Here's a painting that I worked on for about a week or so.  When I "finished" it.  I thought it was a good painting but I couldn't quite figure out what to do to make it excellent.  I went through my checklist.  I liked my initial ideas and felt that they were clearly enough communicated to create some sort of dialogue between the viewers and the painting (voyeurism, standards of beauty and the "male gaze").  I also felt that the way in which the figures interacted strengthened my initial thesis. 

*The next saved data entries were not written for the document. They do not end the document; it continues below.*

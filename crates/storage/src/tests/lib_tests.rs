use super::*;
use shared::{
    domain::{Role, UserId},
    protocol::UserInfoData,
};

fn sample_record() -> UserInfoRecord {
    UserInfoRecord {
        data: UserInfoData {
            id: UserId::from("u-1"),
            role: Role::Admin,
            name: Some("Ana".into()),
            email: None,
            token: Some("tok".into()),
        },
    }
}

#[tokio::test]
async fn health_check_succeeds_for_live_pool() {
    let store = SessionStore::new("sqlite::memory:").await.expect("db");
    store.health_check().await.expect("health check");
}

#[tokio::test]
async fn missing_session_loads_as_none() {
    let store = SessionStore::new("sqlite::memory:").await.expect("db");
    assert!(store.load_user_info().await.expect("load").is_none());
}

#[tokio::test]
async fn saves_and_clears_user_info() {
    let store = SessionStore::new("sqlite::memory:").await.expect("db");
    store.save_user_info(&sample_record()).await.expect("save");

    let raw = store.load_user_info().await.expect("load").expect("present");
    let parsed: UserInfoRecord = serde_json::from_str(&raw).expect("json");
    assert_eq!(parsed, sample_record());

    assert!(store.clear_session().await.expect("clear"));
    assert!(store.load_user_info().await.expect("load").is_none());
    assert!(!store.clear_session().await.expect("second clear"));
}

#[tokio::test]
async fn put_raw_overwrites_existing_value() {
    let store = SessionStore::new("sqlite::memory:").await.expect("db");
    store.put_raw("userInfo", "{").await.expect("corrupt write");
    store.put_raw("userInfo", "{}").await.expect("overwrite");
    assert_eq!(
        store.load_raw("userInfo").await.expect("load").as_deref(),
        Some("{}")
    );
}

#[tokio::test]
async fn session_survives_reopen_of_file_database() {
    let temp = tempfile::tempdir().expect("tempdir");
    let db_path = temp.path().join("nested").join("session.db");
    let database_url = format!("sqlite://{}", db_path.to_string_lossy().replace('\\', "/"));

    {
        let store = SessionStore::new(&database_url).await.expect("db");
        store.save_user_info(&sample_record()).await.expect("save");
        store.pool().close().await;
    }

    assert!(db_path.exists(), "database file should exist: {}", db_path.display());
    let reopened = SessionStore::new(&database_url).await.expect("reopen");
    assert!(reopened.load_user_info().await.expect("load").is_some());
}

#[test]
fn memory_url_has_no_filesystem_path() {
    assert!(sqlite_path("sqlite::memory:").is_none());
    assert_eq!(
        sqlite_path("sqlite://./data/session.db?mode=rwc"),
        Some(PathBuf::from("./data/session.db"))
    );
}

In terms of the paintings formal qualities, the value structure seemed accurate to my reference material, the color too.  I liked the composition but felt that the image's biggest weakness was that the background was a little empty but I didn't want to busy it up with a window.  The only thing to do was to put the painting away and think about it for a week or two.  I returned to the painting several weeks later.  I realized that the things I didn't like about it were easily enough solved. There was also one other thing that could be improved, the central figure although "fleshy," was not painted in enough of a "fleshy" way.

The first thing was to modulate both the value and the temperature of the color on the wall behind the main figure.  The second, was that I completely repainted the female figure and provided the flesh tones with more modulations and some texture.  I also reworked the edges of the figure's hair and where her flesh met the background.  The space and the figure were now more three dimensional and present to me.

Sometimes painting is like writing.  After you've written that letter, essay, or story, you run spell check or have someone look over your writing and you find that your project has fallen somewhat short.  Sometimes the strength or weakness of a painting, a story or a letter has to do with the topic, your initial idea is great but you need to flesh out your essay with a touch more research and development.  Sometimes the problems are minor but just some hard work.  You just need to clean up the works form, its spelling, grammar, vocabulary.  Usually you or your editor can identify the problems easily and once identified, you can edit out the bad stuff and expand on the good.  Finding an "editor" for a painting is not as hard as you may think.  You don't need another artist, just another set of eyes and in this way.  The composition of a painting can be as easy as composing a good letter if you can, first develop your ideas, second, work out the formal elements and third get an "editor" to help you with your final draft.  Sometimes it's all in the revision.